Silvia Moreno-Garcia’s latest, Velvet Was the Night, is a mystery-driven noir that made me want to smoke a cigarette while reading and I don’t even smoke. Set against the backdrop of student protests in Mexico City in the 1970s, Velvet Was the Night unfolds at a leisurely pace shifting between two different POVs as characters converge on the truth behind a missing art student. Maite Jaramillo, a bored secretary whose biggest thrill is her weekly consumption of a tawdry romance comic, finds herself swept into her neighbor’s seductive world. El Elvis is nothing better than a hired thug, a member of an unofficial government-ran group tasked with quelling student activists. It’s a way to survive and nothing more. Both characters are playing parts, keeping reality at bay as best they can, but neither can hold on to their distorted and often naive view of the world. Velvet Was the Night will be enjoyed by those fond of the noir genre and those looking for sharp dialogue and antiheroes.

★ ★ ★ ★
(4/5)


Title: The Wolf and the Woodsman Author: Ava Reid Series: N/A Pages: 448 Publisher: Del Rey Release Date: June 8th 2021

TW: racism, antisemitism, self-harm, domestic abuse

"In her forest-veiled pagan village, Évike is the only woman without power, making her an outcast clearly abandoned by the gods. The villagers blame her corrupted bloodline—her father was a Yehuli man, one of the much-loathed servants of the fanatical king. When soldiers arrive from the Holy Order of Woodsmen to claim a pagan girl for the king’s blood sacrifice, Évike is betrayed by her fellow villagers and surrendered. But when monsters attack the Woodsmen and their captive en route, slaughtering everyone but Évike and the cold, one-eyed captain, they have no choice but to rely on each other. Except he’s no ordinary Woodsman—he’s the disgraced prince, Gáspár Bárány, whose father needs pagan magic to consolidate his power. Gáspár fears that his cruelly zealous brother plans to seize the throne and instigate a violent reign that would damn the pagans and the Yehuli alike. As the son of a reviled foreign queen, Gáspár understands what it’s like to be an outcast, and he and Évike make a tenuous pact to stop his brother. As their mission takes them from the bitter northern tundra to the smog-choked capital, their mutual loathing slowly turns to affection, bound by a shared history of alienation and oppression. However, trust can easily turn to betrayal, and as Évike reconnects with her estranged father and discovers her own hidden magic, she and Gáspár need to decide whose side they’re on, and what they’re willing to give up for a nation that never cared for them at all. In the vein of Naomi Novik’s New York Times bestseller Spinning Silver and Katherine Arden’s national bestseller The Bear and the Nightingale, this unforgettable debut— inspired by Hungarian history and Jewish mythology—follows a young pagan woman with hidden powers and a one-eyed captain of the Woodsmen as they form an unlikely alliance to thwart a tyrant."

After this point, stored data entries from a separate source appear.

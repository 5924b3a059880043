use std::path::{Path, PathBuf};
use std::time::Duration;

use tracing::warn;

use crate::certificate::CERTIFICATE_FILE;
use crate::config::KernelConfig;
use crate::observability::{Event, ObservationScope};
use crate::snapshot::verifier_input_paths;

use super::process::{resolve_binary, BoundedCommand};
use super::{VerifyFailure, VerifyMode, VerifyResult};

pub const LIGHTWEIGHT_TIMEOUT_MIN_SECS: f64 = 0.1;
pub const LIGHTWEIGHT_TIMEOUT_MAX_SECS: f64 = 120.0;
pub const CERTIFICATE_TIMEOUT_MIN_SECS: f64 = 180.0;
pub const CERTIFICATE_TIMEOUT_MAX_SECS: f64 = 1800.0;

fn clamp_secs(requested: f64, min: f64, max: f64) -> Duration {
    let secs = if requested.is_finite() {
        requested.clamp(min, max)
    } else {
        max
    };
    Duration::from_secs_f64(secs)
}

pub fn lightweight_timeout(requested: f64) -> Duration {
    clamp_secs(requested, LIGHTWEIGHT_TIMEOUT_MIN_SECS, LIGHTWEIGHT_TIMEOUT_MAX_SECS)
}

pub fn certificate_timeout(requested: f64) -> Duration {
    clamp_secs(requested, CERTIFICATE_TIMEOUT_MIN_SECS, CERTIFICATE_TIMEOUT_MAX_SECS)
}

/// An external check over a directory laid out like a snapshot.
pub trait Verifier {
    fn mode(&self) -> VerifyMode;

    /// Runs the check. `timeout_seconds` is clamped to the verifier's range.
    fn verify(&self, dir: &Path, timeout_seconds: f64) -> VerifyResult;
}

fn observed(mode: VerifyMode, dir: &Path, run: impl FnOnce() -> VerifyResult) -> VerifyResult {
    let scope = ObservationScope::new(Event::Verify, format!("{}:{}", mode, dir.display()));
    let result = run();
    if result.ok {
        scope.complete("passed");
    } else {
        let reason = match result.failure {
            Some(VerifyFailure::BinaryNotFound) => "binary_not_found",
            Some(VerifyFailure::SupportLibraryMissing) => "support_library_missing",
            Some(VerifyFailure::InputMissing) => "input_missing",
            Some(VerifyFailure::TimedOut) => "timed_out",
            Some(VerifyFailure::SpawnFailed) => "spawn_failed",
            Some(VerifyFailure::NonZeroExit) | None => "rejected",
        };
        scope.fail(reason);
    }
    result
}

/// Runs `command ruleset.json incompatibility.json infeasibility.json fact_exclusions.json`.
#[derive(Debug, Clone)]
pub struct LightweightVerifier {
    command: String,
}

impl LightweightVerifier {
    pub fn new(command: impl Into<String>) -> Self {
        Self {
            command: command.into(),
        }
    }
}

impl Verifier for LightweightVerifier {
    fn mode(&self) -> VerifyMode {
        VerifyMode::Lightweight
    }

    fn verify(&self, dir: &Path, timeout_seconds: f64) -> VerifyResult {
        observed(self.mode(), dir, || {
            let Some(program) = resolve_binary(&self.command) else {
                warn!(
                    event = %Event::VerifyUnavailable,
                    command = %self.command,
                    "verifier binary not found"
                );
                return VerifyResult::unavailable(
                    VerifyFailure::BinaryNotFound,
                    format!(
                        "Verifier binary not found: '{}'. Install it or set KERNEL_VERIFY_CMD.",
                        self.command
                    ),
                );
            };
            BoundedCommand::new(program, lightweight_timeout(timeout_seconds))
                .args(verifier_input_paths(dir))
                .run()
        })
    }
}

/// Compiles `certificate.lean` with the checker binary. The support
/// library's build output is put on `LEAN_PATH`.
#[derive(Debug, Clone)]
pub struct CertificateVerifier {
    checker_binary: String,
    support_lib_dir: Option<PathBuf>,
}

impl CertificateVerifier {
    pub fn new(checker_binary: impl Into<String>, support_lib_dir: Option<PathBuf>) -> Self {
        Self {
            checker_binary: checker_binary.into(),
            support_lib_dir,
        }
    }

    fn library_path(lib: &Path) -> PathBuf {
        lib.join(".lake").join("build").join("lib")
    }
}

impl Verifier for CertificateVerifier {
    fn mode(&self) -> VerifyMode {
        VerifyMode::Certificate
    }

    fn verify(&self, dir: &Path, timeout_seconds: f64) -> VerifyResult {
        observed(self.mode(), dir, || {
            let lib = match &self.support_lib_dir {
                Some(lib) if lib.is_dir() => lib,
                other => {
                    warn!(
                        event = %Event::VerifyUnavailable,
                        support_lib_dir = ?other,
                        "support library not available"
                    );
                    return VerifyResult::unavailable(
                        VerifyFailure::SupportLibraryMissing,
                        "Support library not set or not found (KERNEL_SUPPORT_LIB_DIR). \
                         Certificate verification skipped.",
                    );
                }
            };
            let Some(checker) = resolve_binary(&self.checker_binary) else {
                warn!(
                    event = %Event::VerifyUnavailable,
                    checker = %self.checker_binary,
                    "checker binary not found"
                );
                return VerifyResult::unavailable(
                    VerifyFailure::BinaryNotFound,
                    format!(
                        "Checker binary '{}' not found. Certificate verification skipped.",
                        self.checker_binary
                    ),
                );
            };
            let certificate = dir.join(CERTIFICATE_FILE);
            if !certificate.is_file() {
                return VerifyResult::unavailable(
                    VerifyFailure::InputMissing,
                    format!("Certificate not found: {}", certificate.display()),
                );
            }
            BoundedCommand::new(checker, certificate_timeout(timeout_seconds))
                .arg(certificate)
                .env("LEAN_PATH", Self::library_path(lib))
                .run()
        })
    }
}

/// The configured verifier for `mode`.
pub fn verifier_for(mode: VerifyMode, config: &KernelConfig) -> Box<dyn Verifier> {
    match mode {
        VerifyMode::Lightweight => Box::new(LightweightVerifier::new(config.verify_command.clone())),
        VerifyMode::Certificate => Box::new(CertificateVerifier::new(
            config.checker_binary.clone(),
            config.support_lib_dir.clone(),
        )),
    }
}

Ava Reid’s The Wolf and the Woodsman is a stunning and dynamic fantasy with rich world-building. Évike is an outsider in her own village, without family or magic. When the Woodsmen come to take another girl as a sacrifice to their king, magicless Évike is turned over as a ruse. But the scheme is short-lived as Évike and the Woodsmen are attacked. Now Évike and the Woodsman, Bárány Gáspár, must put aside their mutual contempt if they are to survive. Reid does a phenomenal job of painting a complex world of human prejudice and the negative side of religious fervor. There is a lot of juxtaposition between different religions and cultures. We see this play out in the relationship between Évike and Gáspár, whose world-views often clash. However, as they begin to rely on one another, they also begin to see each other as more than the enemy. They have both been defined as interlopers in their own societies, but despite the cruelties they’ve endured, still have a sense of loyalty to their people. With a mercurial lead, The Wolf and the Woodsman, takes off at a swift pace and is entertaining at every turn.